After Finance Minister P Chidambaram's indication the tax department would not act rashly on the issue, the company on Thursday said it was ready to discuss a solution with the government.
Responding to a query on weather waiving the penalty and interest on the tax was possible, Vodafone India non-executive chairman Analjit Singh said, "It is certainly an option. I don't know if it's viable."
According to the tax department, the tax liability on the company for its acquisition of Hutchison's stake in 2007 stands at about Rs 7,900 crore (Rs 79 billion), with a penalty of Rs 7,900 crore and interest of about Rs 4,500 crore (Rs 45 billion).
"Vodafone is not a company that is confrontational and controversial.
"This is not Vodafone's business. It is building telecom.
"So, Vodafone is definitely willing to discuss.
"But I don't want to get into this question of arbitration and negotiation because I don't know what all
Without any waiver in the penalty and interest, the company would have to pay the government about Rs 20,000 crore (Rs 200 billion).
However, under Chidambaram, the finance ministry is reviewing the tax provisions related to retrospective amendments passed during President Pranab Mukherjee's term as finance minister.
Earlier this week, Vodafone chief financial officer Andy Halford had said the company might make a provision to cover legal risks arising out of the tax dispute with the Indian government.
A committee headed by Parthasarthy Shome is looking into the retrospective taxation of indirect transfer of India assets.
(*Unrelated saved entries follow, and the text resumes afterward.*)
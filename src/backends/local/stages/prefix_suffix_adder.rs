// Copyright (c) 2025 Steve Wagner (ciroque@live.com)
// SPDX-License-Identifier: MIT

use async_trait::async_trait;
use serde::{Deserialize, Serialize};

use super::{parse_config, single_input};
use crate::errors::StageError;
use crate::traits::{Signature, Stage, StageContext};
use crate::value::{Value, ValueType};

/// Configuration for the Prefix/Suffix Adder stage
#[derive(Debug, Clone, PartialEq, Deserialize, Serialize)]
#[serde(deny_unknown_fields)]
pub struct PrefixSuffixConfig {
    pub prefix: Option<String>,
    pub suffix: Option<String>,
}

impl Default for PrefixSuffixConfig {
    fn default() -> Self {
        Self {
            prefix: Some("[".to_string()),
            suffix: Some("]".to_string()),
        }
    }
}

/// Prefix/Suffix Adder stage - adds prefix and/or suffix to text
///
/// Without configuration the input is wrapped in square brackets.
pub struct PrefixSuffixAdderStage {
    config: PrefixSuffixConfig,
}

impl PrefixSuffixAdderStage {
    pub fn new(config: PrefixSuffixConfig) -> Self {
        Self { config }
    }

    pub fn with_prefix_and_suffix(prefix: String, suffix: String) -> Self {
        Self::new(PrefixSuffixConfig {
            prefix: Some(prefix),
            suffix: Some(suffix),
        })
    }
}

impl Default for PrefixSuffixAdderStage {
    fn default() -> Self {
        Self::new(PrefixSuffixConfig::default())
    }
}

#[async_trait]
impl Stage for PrefixSuffixAdderStage {
    fn configure(&mut self, ctx: &StageContext<'_>) -> Result<(), StageError> {
        self.config = parse_config(ctx.config)?;
        Ok(())
    }

    async fn execute(&self, inputs: Vec<Value>) -> Result<Value, StageError> {
        let text = single_input(self.name(), inputs)?.try_into_text()?;

        let prefix = self.config.prefix.as_deref().unwrap_or_default();
        let suffix = self.config.suffix.as_deref().unwrap_or_default();
        let mut result = String::with_capacity(prefix.len() + text.len() + suffix.len());
        result.push_str(prefix);
        result.push_str(&text);
        result.push_str(suffix);

        Ok(Value::from(result))
    }

    fn signature(&self) -> Signature {
        Signature::new(ValueType::Bytes, ValueType::Bytes)
    }

    fn name(&self) -> &'static str {
        "prefix_suffix_adder"
    }
}
// Copyright (c) 2025 Steve Wagner (ciroque@live.com)
// SPDX-License-Identifier: MIT

use thiserror::Error;

use crate::value::ValueType;

/// Errors raised while validating the stage graph of a bundle or pipeline.
#[derive(Debug, Clone, PartialEq, Error)]
pub enum GraphValidationError {
    /// A stage transitively consumes its own output.
    #[error("Cycle detected: {}", cycle.join(" -> "))]
    CycleDetected {
        /// Participating stages in dependency order, first stage repeated at the end
        cycle: Vec<String>,
    },

    /// A producer's output type cannot feed a consumer's declared input type.
    #[error(
        "Schema mismatch: stage '{consumer}' expects {expected} input but '{producer}' produces {produced}"
    )]
    SchemaMismatch {
        producer: String,
        consumer: String,
        produced: ValueType,
        expected: ValueType,
    },

    /// A stage input (or the pipeline output) names a stage that does not exist.
    #[error("Stage '{stage}' references '{reference}' which is not a declared stage")]
    DanglingReference { stage: String, reference: String },

    #[error("Duplicate stage name: '{stage}'")]
    DuplicateStage { stage: String },
}
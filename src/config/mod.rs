// Copyright (c) 2025 Steve Wagner (ciroque@live.com)
// SPDX-License-Identifier: MIT

mod dependency_graph;
mod manifest;
mod registry;
mod runtime;
mod validation;

pub mod consts;

pub use dependency_graph::DependencyGraph;
pub use manifest::{Manifest, ManifestFormat, ResourceSpec, StageSpec};
pub use registry::{StageFactory, StageRegistry};
pub use runtime::{RuntimeConfig, RuntimeOptions};
pub use validation::validate_stage_graph;
// Copyright (c) 2025 Steve Wagner (ciroque@live.com)
// SPDX-License-Identifier: MIT

use std::cmp::Reverse;
use std::collections::{BinaryHeap, HashMap};

use crate::config::manifest::StageSpec;
use crate::errors::GraphValidationError;

/// Producer -> consumer adjacency over stage declaration indices.
#[derive(Debug, Clone)]
pub struct DependencyGraph {
    names: Vec<String>,
    dependents: Vec<Vec<usize>>,
    in_degree: Vec<usize>,
}

impl DependencyGraph {
    /// Build the graph from validated stage declarations.
    ///
    /// References that do not resolve to a declared stage (including `$input`)
    /// are not edges.
    pub fn from_stages(stages: &[StageSpec]) -> Self {
        let index: HashMap<&str, usize> = stages
            .iter()
            .enumerate()
            .map(|(i, s)| (s.name.as_str(), i))
            .collect();

        let mut dependents = vec![Vec::new(); stages.len()];
        let mut in_degree = vec![0; stages.len()];

        for (consumer, stage) in stages.iter().enumerate() {
            for upstream in stage.upstream_stages() {
                if let Some(&producer) = index.get(upstream) {
                    dependents[producer].push(consumer);
                    in_degree[consumer] += 1;
                }
            }
        }

        Self {
            names: stages.iter().map(|s| s.name.clone()).collect(),
            dependents,
            in_degree,
        }
    }

    pub fn len(&self) -> usize {
        self.names.len()
    }

    pub fn is_empty(&self) -> bool {
        self.names.is_empty()
    }

    /// Indices of stages consuming `index`'s output.
    pub fn dependents(&self, index: usize) -> &[usize] {
        self.dependents.get(index).map(Vec::as_slice).unwrap_or(&[])
    }

    /// Kahn's algorithm. Among ready stages the earliest declared goes first,
    /// so the order is a pure function of the manifest.
    pub fn topological_order(&self) -> Result<Vec<usize>, GraphValidationError> {
        let mut in_degree = self.in_degree.clone();
        let mut ready: BinaryHeap<Reverse<usize>> = in_degree
            .iter()
            .enumerate()
            .filter(|(_, &d)| d == 0)
            .map(|(i, _)| Reverse(i))
            .collect();

        let mut order = Vec::with_capacity(self.len());
        while let Some(Reverse(current)) = ready.pop() {
            order.push(current);
            for &next in &self.dependents[current] {
                in_degree[next] -= 1;
                if in_degree[next] == 0 {
                    ready.push(Reverse(next));
                }
            }
        }

        if order.len() != self.len() {
            let cycle = in_degree
                .iter()
                .enumerate()
                .filter(|(_, &d)| d > 0)
                .map(|(i, _)| self.names[i].clone())
                .collect();
            return Err(GraphValidationError::CycleDetected { cycle });
        }

        Ok(order)
    }
}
Though it has not given its report yet, there are indications it might suggest some relaxation in applying such provisions retrospectively.
It is believed earlier, the Vodafone brass had tried to discuss the matter with Mukherjee and Finance Secretary R S Gujral, then in charge of the revenue portfolio.
However, then, the finance ministry did not promise any relaxation to the government, saying the law should take its course.